Currently on an intermittent tour of the state, giving speeches around Colorado similar to Friday evening's in Breckenridge, Gratz described Friday evening's speech as one of, if not the, biggest presentation he's ever given. He said it was the first where he had that earpiece microphone, as if he was the winter weather incarnation of Steve Jobs giving a keynote speech at which every eyeball in the room was laser-focused.
Though his current tour and his presence in front of such a large crowd may make it feel like Gratz is the equivalent of a ski weather rockstar, the founder of the OpenSnow site actually came across as rather humble. Case in point, his description of what occurred at a previous OpenSnow pre-winter speech he gave several weeks ago in Colorado Springs.
While going through a list of things skiers and riders should do in the days leading up to skiing powder, Gratz got to the topic of waking up early. But one member of the crowd in Colorado Springs found fault in Gratz's advice.
"A guy came up to me afterwards," Gratz said, "and he said, 'I love that you tell people to get up early and get out there, get in line. But you've got to get sleep. Because it impacts performance if you don't have a lot of sleep.'
And I was like, 'Yeah, yeah — what do you do for a living?'
"'Well,'" the man said in his reply, "'I'm the military's head sleep doctor at Fort Carson.'"
As a result, Gratz added "go to sleep early" to his items for success on a powder day. And as part of his speech, Gratz encouraged the crowd to email him at firstname.lastname@example.org with any recommendations, critiques or complaints with the current website.
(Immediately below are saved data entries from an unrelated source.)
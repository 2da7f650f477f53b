//! Module for the catalog summary.

use treklist::runtime::format_runtime;

use super::*;

/// Function for the [`Commands::Stats`] in the CLI.
pub fn stats<I: UserInteraction>(interaction: &I, session: &Session) -> Result<()> {
  let catalog = session.catalog();
  let stats = catalog.stats();
  let progress = catalog.progress(session.log())?;

  interaction.reply(ResponseContent::Info(&format!(
    "Catalog: {} series, {} episodes, {} movies",
    stats.series_count, stats.episode_count, stats.movie_count
  )))?;
  interaction.reply(ResponseContent::Info(&format!("Total runtime: {}", stats.runtime())))?;
  interaction.reply(ResponseContent::Info(&format!(
    "Watched: {} of {} episodes, {} of {} movies ({})",
    progress.episodes_watched,
    stats.episode_count,
    progress.movies_watched,
    stats.movie_count,
    format_runtime(progress.watched_minutes)
  )))?;

  if progress.unreadable > 0 {
    interaction.reply(ResponseContent::Warning(&format!(
      "{} log entries couldn't be read and count as unwatched",
      progress.unreadable
    )))?;
  }
  for warning in catalog.warnings() {
    interaction.reply(ResponseContent::Warning(&warning.to_string()))?;
  }
  Ok(())
}
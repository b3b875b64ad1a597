//! ICAP framed reader.
//!
//! Pulls exactly one complete ICAP message off a buffered stream without
//! relying on connection close. Proxies keep the TCP connection open while
//! they wait for the ICAP verdict, so a read-to-EOF strategy would hang
//! until the read deadline fires. The reader instead walks the message
//! structure (ICAP headers, encapsulated HTTP header sections, chunked
//! body) and stops at the exact last byte. Anything beyond one message is
//! left in the stream buffer.

use std::io::{self, ErrorKind};

use tokio::io::{AsyncBufRead, AsyncBufReadExt, AsyncReadExt};
use tracing::trace;

use crate::error::{Error, IcapResult};

/// One framed read: the raw message bytes plus the error that cut the read
/// short, if any. The caller decides whether partial bytes are usable.
#[derive(Debug, Default)]
pub struct FramedMessage {
    pub bytes: Vec<u8>,
    pub error: Option<Error>,
}

impl FramedMessage {
    fn complete(bytes: Vec<u8>) -> Self {
        Self { bytes, error: None }
    }

    fn failed(bytes: Vec<u8>, error: Error) -> Self {
        Self { bytes, error: Some(error) }
    }
}

/// Read one complete ICAP message from `reader`.
///
/// Phases:
/// 1. ICAP request line + ICAP headers, up to the blank line. The
///    `Encapsulated` value is retained to drive the remaining phases.
/// 2. Encapsulated HTTP request headers when the value names `req-hdr`.
///    `null-body` does not suppress this phase: it only asserts the absence
///    of a body section, the header section is still on the wire.
/// 3. Encapsulated HTTP response headers when the value names `res-hdr`.
/// 4. Chunked body when the value names `req-body`/`res-body` without
///    `null-body`, drained through the terminating zero chunk.
///
/// A header phase that exceeds `max_size` fails with
/// [`Error::MessageTooLarge`]; the chunked phase truncates silently instead
/// so that an oversized upload still produces a (partial) log entry.
pub async fn read_icap_message<R>(reader: &mut R, max_size: usize) -> FramedMessage
where
    R: AsyncBufRead + Unpin,
{
    let mut buf: Vec<u8> = Vec::with_capacity(1024);
    let mut total = 0usize;

    // Phase 1: ICAP request line + ICAP headers.
    let mut encapsulated = String::new();
    loop {
        let line = match read_line(reader, &mut buf, &mut total, max_size).await {
            Ok(line) => line,
            Err(e) => return FramedMessage::failed(buf, e),
        };
        if line.is_empty() {
            break;
        }
        let lower = line.to_ascii_lowercase();
        if let Some(value) = lower.strip_prefix("encapsulated:") {
            encapsulated = value.trim().to_string();
        }
    }

    // Nothing encapsulated at all (e.g. a bare OPTIONS probe).
    if encapsulated.is_empty() {
        trace!(len = buf.len(), "framed ICAP message without encapsulation");
        return FramedMessage::complete(buf);
    }

    // Phases 2 and 3: encapsulated HTTP header sections.
    if encapsulated.contains("req-hdr") {
        if let Err(e) = read_header_block(reader, &mut buf, &mut total, max_size).await {
            return FramedMessage::failed(buf, e);
        }
    }
    if encapsulated.contains("res-hdr") {
        if let Err(e) = read_header_block(reader, &mut buf, &mut total, max_size).await {
            return FramedMessage::failed(buf, e);
        }
    }

    // Phase 4: chunked body, drained through the zero chunk.
    let has_body = encapsulated.contains("req-body") || encapsulated.contains("res-body");
    if has_body && !encapsulated.contains("null-body") {
        loop {
            // The ceiling is not enforced on size lines; an oversized body
            // truncates below instead of failing the whole message.
            let size_line = match read_line(reader, &mut buf, &mut total, usize::MAX).await {
                Ok(line) => line,
                Err(e) => return FramedMessage::failed(buf, e),
            };
            let size_str = size_line.split(';').next().unwrap_or("").trim();
            let size = match usize::from_str_radix(size_str, 16) {
                Ok(n) if n > 0 => n,
                // Terminating chunk (or garbage): consume the blank line
                // after it and stop.
                _ => {
                    let _ = read_line(reader, &mut buf, &mut total, usize::MAX).await;
                    break;
                }
            };
            if total + size > max_size {
                break;
            }
            // Chunk data plus its trailing CRLF.
            let mut chunk = vec![0u8; size + 2];
            match reader.read_exact(&mut chunk).await {
                Ok(_) => {
                    total += chunk.len();
                    buf.extend_from_slice(&chunk);
                }
                Err(_) => break,
            }
        }
    }

    trace!(len = buf.len(), "framed one ICAP message");
    FramedMessage::complete(buf)
}

/// Read one CRLF-terminated line, appending its raw bytes to `out`.
/// Returns the line without its line terminator.
async fn read_line<R>(
    reader: &mut R,
    out: &mut Vec<u8>,
    total: &mut usize,
    max_size: usize,
) -> IcapResult<String>
where
    R: AsyncBufRead + Unpin,
{
    let start = out.len();
    let n = reader.read_until(b'\n', out).await?;
    if n == 0 {
        return Err(Error::Io(io::Error::new(
            ErrorKind::UnexpectedEof,
            "connection closed mid-message",
        )));
    }
    *total += n;
    if *total > max_size {
        return Err(Error::MessageTooLarge(max_size));
    }
    let line = String::from_utf8_lossy(&out[start..]);
    Ok(line.trim_end_matches(['\r', '\n']).to_string())
}

/// Drain one CRLF-terminated header block, up to and including its blank
/// line.
async fn read_header_block<R>(
    reader: &mut R,
    out: &mut Vec<u8>,
    total: &mut usize,
    max_size: usize,
) -> IcapResult<()>
where
    R: AsyncBufRead + Unpin,
{
    loop {
        let line = read_line(reader, out, total, max_size).await?;
        if line.is_empty() {
            return Ok(());
        }
    }
}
"OpenSnow is not just some random thing," Gratz said. "It's for all of us. It's for me — we want to go ski pow. If you can think of a feature we can do better, please tell me."
At the Breckenridge speech, it was clear Gratz has bigger, bolder and better plans in mind for his website. He said in a couple of weeks a new version of the OpenSnow site will launch, complete with new features with the pow chasers in mind. For example, the new site will feature a flag that informs readers of when wind forecasts go above 40-mile-per-hour wind gusts. The point of this is to alert skiers and riders around the state when it's likely strong winds may impact lift operations at their favorite resorts.
It was the topic of wind speeds and direction that also elicited Gratz's personifying of a snowflake, which was a scene at the Riverwalk Center that resulted in him resembling something akin to an inflatable, flailing balloon man at a used car dealership.
"What happens to those perfect snowflakes when they are flying through the air with high wind speeds," Gratz said while moving his arms and legs around, to the laughter of the crowd. "They break. You know, nice snowflake flying through the air, another one, they hit each other, and their arms and legs break off. That's really sad."
As for the topic most everyone in the crowd was most intrigued about — the forecast for this winter — Gratz received an emphatic yell in unison from the crowd when he asked them "So is it going to be better this year?"
Gratz went on to say how the storm cycle here in the High Country that lasted from October through early November represented a global cycle of a specific storm pattern that takes 30 to 60 days to go around Earth.
This year, though, Gratz said the cycle seems to be on the short side of that timespan, meaning it may return every three to four weeks. Hence, Gratz says the next storm cycle should drop more powder on an already snow-saturated Summit County before the end of the month.
As one might expect, to that notion, more rockstar-like applause erupted at the Riverwalk Center.
"We cheer for weather models in this room," Gratz said. "That's what we do."